The probability tree is shown below.

These events are dependent because \(\mathbb{P}(H \mid \text{good review}) \neq \mathbb{P}(H)\).

If the truth-teller is replaced by a joker, then \(\mathbb{P}(H \mid \text{bad review}) = 1\). The fake reviewer always leaves a positive reviewer, so the probability is the same as \(\mathbb{P}(H \mid \text{joker and bad review})\) and the joker only leaves a bad review if the product is of good quality.

Solution to Exercise 40

4/63 songs mention tractor and 14/63 mention truck.

2 of the 14 mentioning truck mention tractor.

2 of the 4 mentioning tractor mention truck. This can be calculated by simplying inspecting the data or by solve for the first three and then applying Bayes’ Theorem.

\[\mathbb{P}(\text{truck}\mid \text{tractor}) = \frac{ \mathbb{P}(\text{tractor}\mid \text{truck}) \mathbb{P}(\text{truck})} {\mathbb{P}(\text{tractor}) } = \frac{ \frac{2}{14} \times \frac{14}{63} }{\frac{4}{63}} = \frac{2}{4}.\]

Sampling

Solution to Exercise 42

1. Non-response bias will be a problem because the survey is voluntary. Less obvious, there is also a selection bias problem among who will see it. The most active users will use the site every day and the more casual users will not. Before considering non-response bias, the sample is skewed to more active users.
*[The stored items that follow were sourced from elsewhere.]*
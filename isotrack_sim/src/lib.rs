//! IsoTrack Deterministic Simulation Harness
//!
//! Runs the corrector against synthetic events where the truth is known:
//! - **Oracle**: seeded generator for particles, trigger candidates, and
//!   reconstructed tracks (including drop-outs and fakes)
//! - **Scenarios**: named generation setups with acceptance criteria
//! - **Runner**: per-event invariant checks plus efficiency/purity grading
//!
//! All entropy derives from a single 64-bit seed, so any failing run is
//! reproducible from its seed number.

pub mod exporter;
pub mod oracle;
pub mod runner;
pub mod scenarios;

pub use exporter::{AssociationExport, EventFrame, MatchRecord};
pub use oracle::{EventTruth, GenerationConfig, Oracle, TruthParticle};
pub use runner::{ScenarioMetrics, ScenarioResult, ScenarioRunner};
pub use scenarios::{ScenarioId, ScenarioParams};
pub use serde_json::Value;

/// Attribute name to value mapping. Keys iterate in sorted order.
pub type AttributeMap = serde_json::Map<String, Value>;

/// One row of an entity type.
///
/// `attributes` never holds the primary key; it lives in `id` so an unsaved
/// record can be told apart from a persisted one.
#[derive(Debug, Clone, Default, PartialEq)]
pub struct Record {
    pub id: Option<i64>,
    /// Discriminator value for single-table-inheritance hierarchies.
    pub subtype: Option<String>,
    pub attributes: AttributeMap,
}

impl Record {
    pub fn new() -> Self {
        Self::default()
    }

    pub fn with_id(mut self, id: i64) -> Self {
        self.id = Some(id);
        self
    }

    /// Builder-style attribute assignment.
    pub fn with(mut self, name: impl Into<String>, value: impl Into<Value>) -> Self {
        self.set(name, value);
        self
    }

    pub fn set(&mut self, name: impl Into<String>, value: impl Into<Value>) {
        self.attributes.insert(name.into(), value.into());
    }

    pub fn get(&self, name: &str) -> Option<&Value> {
        self.attributes.get(name)
    }

    /// Assign the subtype, mirroring it into the discriminator column.
    pub fn set_subtype(&mut self, column: &str, subtype: impl Into<String>) {
        let subtype = subtype.into();
        self.attributes
            .insert(column.to_string(), Value::String(subtype.clone()));
        self.subtype = Some(subtype);
    }

    /// Full attribute map including the primary key under `primary_key`.
    pub fn to_attribute_map(&self, primary_key: &str) -> AttributeMap {
        let mut map = self.attributes.clone();
        map.insert(
            primary_key.to_string(),
            self.id.map(Value::from).unwrap_or(Value::Null),
        );
        map
    }
}
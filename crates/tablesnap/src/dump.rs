use std::path::{Path, PathBuf};

use tablesnap_config::FileFormat;
use tablesnap_core::{AttributeMap, DataAccess, EntityDef, Record, Result, Selector, Value};

use crate::encode::encode;
use crate::project::Project;

impl Project {
    /// Write the rows chosen by `selector` to `path` (default
    /// `{dump_dir}/{table}.{ext}`).
    ///
    /// The encoding follows the path's extension, falling back to the
    /// configured dump format.
    pub fn dump<D>(
        &self,
        db: &D,
        entity: &EntityDef,
        path: Option<&Path>,
        selector: &Selector,
    ) -> Result<PathBuf>
    where
        D: DataAccess + ?Sized,
    {
        let path = path
            .map(Path::to_path_buf)
            .unwrap_or_else(|| self.default_dump_path(entity));
        let format = FileFormat::from_path(&path).unwrap_or(self.config().dump_format());

        let records = db.find(entity, selector)?;
        let document = dump_document(entity, &records);
        let content = encode(&document, format, self.config().pretty_dumps(), &entity.table)?;
        let written = self.write_file(&path, &content)?;

        tracing::info!(
            table = %entity.table,
            rows = records.len(),
            path = %written.display(),
            "dumped table"
        );
        Ok(written)
    }

    /// Dump every row to the default location.
    pub fn dump_all<D>(&self, db: &D, entity: &EntityDef) -> Result<PathBuf>
    where
        D: DataAccess + ?Sized,
    {
        self.dump(db, entity, None, &Selector::All)
    }
}

/// Dump layout: an array of `{ <singular>: <attributes with primary key> }`.
pub fn dump_document(entity: &EntityDef, records: &[Record]) -> Value {
    let singular = entity.singular_name();
    Value::Array(
        records
            .iter()
            .map(|record| {
                let mut element = AttributeMap::new();
                element.insert(
                    singular.clone(),
                    Value::Object(record.to_attribute_map(&entity.primary_key)),
                );
                Value::Object(element)
            })
            .collect(),
    )
}

#[cfg(test)]
mod tests {
    use super::*;
    use std::fs;
    use tablesnap_config::SnapConfig;
    use tablesnap_core::{FindOptions, MemoryStore, Order, SnapError};
    use tempfile::{TempDir, tempdir};

    fn widgets() -> EntityDef {
        EntityDef::new("widgets").attribute("name")
    }

    fn store() -> MemoryStore {
        let mut db = MemoryStore::new();
        db.save(&widgets(), Record::new().with_id(1).with("name", "a"))
            .unwrap();
        db.save(&widgets(), Record::new().with_id(3).with("name", "b"))
            .unwrap();
        db
    }

    fn project_with_dirs(config: SnapConfig) -> (TempDir, Project) {
        let tmp = tempdir().unwrap();
        fs::create_dir_all(tmp.path().join("db")).unwrap();
        let project = Project::new(tmp.path(), config);
        (tmp, project)
    }

    #[test]
    fn dump_all_writes_default_path() {
        let (tmp, project) = project_with_dirs(SnapConfig::default());
        let path = project.dump_all(&store(), &widgets()).unwrap();

        assert_eq!(path, tmp.path().join("db/widgets.json"));
        insta::assert_snapshot!(
            fs::read_to_string(&path).unwrap().trim_end(),
            @r#"[{"widget":{"id":1,"name":"a"}},{"widget":{"id":3,"name":"b"}}]"#
        );
    }

    #[test]
    fn dump_by_ids_keeps_requested_rows() {
        let (tmp, project) = project_with_dirs(SnapConfig::default());
        project
            .dump(&store(), &widgets(), None, &Selector::ById(vec![3]))
            .unwrap();

        assert_eq!(
            fs::read_to_string(tmp.path().join("db/widgets.json")).unwrap(),
            "[{\"widget\":{\"id\":3,\"name\":\"b\"}}]\n"
        );
    }

    #[test]
    fn dump_by_filter_to_explicit_yaml_path() {
        let (tmp, project) = project_with_dirs(SnapConfig::default());
        let options = FindOptions::new().order_by("id", Order::Desc).limit(1);
        let path = project
            .dump(
                &store(),
                &widgets(),
                Some(Path::new("db/latest.yml")),
                &options.into(),
            )
            .unwrap();

        assert_eq!(path, tmp.path().join("db/latest.yml"));
        assert_eq!(
            fs::read_to_string(&path).unwrap(),
            "- widget:\n    id: 3\n    name: b\n"
        );
    }

    #[test]
    fn dump_pretty_when_configured() {
        let config = SnapConfig {
            pretty_dumps: true,
            ..Default::default()
        };
        let (tmp, project) = project_with_dirs(config);
        project
            .dump(&store(), &widgets(), None, &Selector::ById(vec![1]))
            .unwrap();

        let content = fs::read_to_string(tmp.path().join("db/widgets.json")).unwrap();
        assert!(content.starts_with("[\n  {\n    \"widget\": {"));
    }

    #[test]
    fn dump_of_empty_table_is_empty_array() {
        let (tmp, project) = project_with_dirs(SnapConfig::default());
        project.dump_all(&MemoryStore::new(), &widgets()).unwrap();

        assert_eq!(
            fs::read_to_string(tmp.path().join("db/widgets.json")).unwrap(),
            "[]\n"
        );
    }

    #[test]
    fn query_error_propagates_without_writing() {
        let (tmp, project) = project_with_dirs(SnapConfig::default());
        let err = project
            .dump(&store(), &widgets(), None, &Selector::ById(vec![2]))
            .unwrap_err();

        assert!(matches!(err, SnapError::Query { .. }));
        assert!(!tmp.path().join("db/widgets.json").exists());
    }

    #[test]
    fn missing_dump_dir_is_filesystem_error() {
        let tmp = tempdir().unwrap();
        let project = Project::new(tmp.path(), SnapConfig::default());
        let err = project.dump_all(&store(), &widgets()).unwrap_err();
        assert!(matches!(err, SnapError::Filesystem { .. }));
    }
}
2. This is a simple random sample of the entire user base.

3. This is designed to combat non-response bias, but providing an incentive for responding.

Confidence Intervals

Solution to Exercise 46

More observations will make an interval more narrow. The average itself does not change the width of an interval if this is not for a sample proportion. The average only sets the center of the interval, holding constant the SD.

Hypothesis Testing

Solution to Exercise 48

The SE is \(\sqrt{\frac{.16}{64}}=\frac{0.4}{8} = 0.05\). The test statistic is \(\frac{0.3-0.2}{0.05} = 2\). The P-value is about 97.5%. We fail to reject because this is a one-sided case.

This is the odd case where the test statistic falls in the “wrong” side.

The numbers are made up in this exercise, but this is based on a true story. See “A Fine is a Price” ([GR00]). The authors found that introducing a fine actually increases late pickups. This underscores that you usually need a strong theoretical reason to use a one-sided test instead of just expecting an intervention to operate one way.